pub(crate) async fn pm_start(
    State(state): State<Arc<AppState>>,
    Path(project_id): Path<Uuid>,
) -> Result<Json<Value>, ApiError> {
    if state.db.get_project(project_id).map_err(internal)?.is_none() {
        return Err(not_found("Project"));
    }

    let orchestrator = build_orchestrator(&state, project_id);
    if !state.supervisor.start(orchestrator).await {
        return Err((
            StatusCode::CONFLICT,
            Json(json!({ "detail": "Orchestrator already running for this project" })),
        ));
    }
    state
        .db
        .set_project_status(project_id, ProjectStatus::Active)
        .map_err(internal)?;

    Ok(Json(json!({
        "detail": "Orchestration started",
        "project_id": project_id,
    })))
}

pub(crate) async fn pm_pause(
    State(state): State<Arc<AppState>>,
    Path(project_id): Path<Uuid>,
) -> Result<Json<Value>, ApiError> {
    if !state.supervisor.pause(project_id).await {
        return Err((
            StatusCode::NOT_FOUND,
            Json(json!({ "detail": "No running orchestrator for this project" })),
        ));
    }
    state
        .db
        .set_project_status(project_id, ProjectStatus::Paused)
        .map_err(internal)?;
    Ok(Json(json!({
        "detail": "Orchestration paused",
        "project_id": project_id,
    })))
}

pub(crate) async fn pm_status(
    State(state): State<Arc<AppState>>,
    Path(project_id): Path<Uuid>,
) -> Result<Json<Value>, ApiError> {
    let running = state.supervisor.is_running(project_id).await;

    let workers = state.registry.list_all().await;
    let idle = workers
        .iter()
        .filter(|w| w.status == WorkerStatus::Idle)
        .count();
    let busy = workers
        .iter()
        .filter(|w| w.status == WorkerStatus::Busy)
        .count();

    let task_counts = state.db.count_by_status(project_id).map_err(internal)?;

    Ok(Json(json!({
        "project_id": project_id,
        "running": running,
        "workers": {
            "idle": idle,
            "busy": busy,
            "total": workers.len(),
        },
        "tasks": task_counts,
    })))
}

pub(crate) async fn pm_queue_next(
    State(state): State<Arc<AppState>>,
    Path(project_id): Path<Uuid>,
) -> Result<Json<Value>, ApiError> {
    let orchestrator = build_orchestrator(&state, project_id);
    let task = orchestrator
        .queue_next()
        .await
        .map_err(task_error)?
        .ok_or_else(|| {
            (
                StatusCode::NOT_FOUND,
                Json(json!({ "detail": "No ready tasks to queue" })),
            )
        })?;

    Ok(Json(json!({
        "detail": "Task queued",
        "task_id": task.id,
        "title": task.title,
        "priority": task.priority,
    })))
}

pub(crate) async fn pm_promote_waiting(
    State(state): State<Arc<AppState>>,
    Path(project_id): Path<Uuid>,
) -> Result<Json<Value>, ApiError> {
    let promoted = state
        .state_machine
        .promote_waiting(project_id)
        .await
        .map_err(task_error)?;

    let summaries: Vec<Value> = promoted
        .iter()
        .map(|t| json!({ "task_id": t.id, "title": t.title }))
        .collect();

    Ok(Json(json!({
        "detail": format!("Promoted {} tasks to ready", summaries.len()),
        "promoted": summaries,
    })))
}

// ── Stream relay ──────────────────────────────────────────────────────────

const RELAY_STREAMS: &[&str] = &[TASKS_QUEUE, TASKS_QA, TASKS_RESULTS, EVENTS_BOARD];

====

▶ **What is required**: Count each line of the material above that holds the word "detail", and state the total with no other text.

▶ **Exercise answer**: 7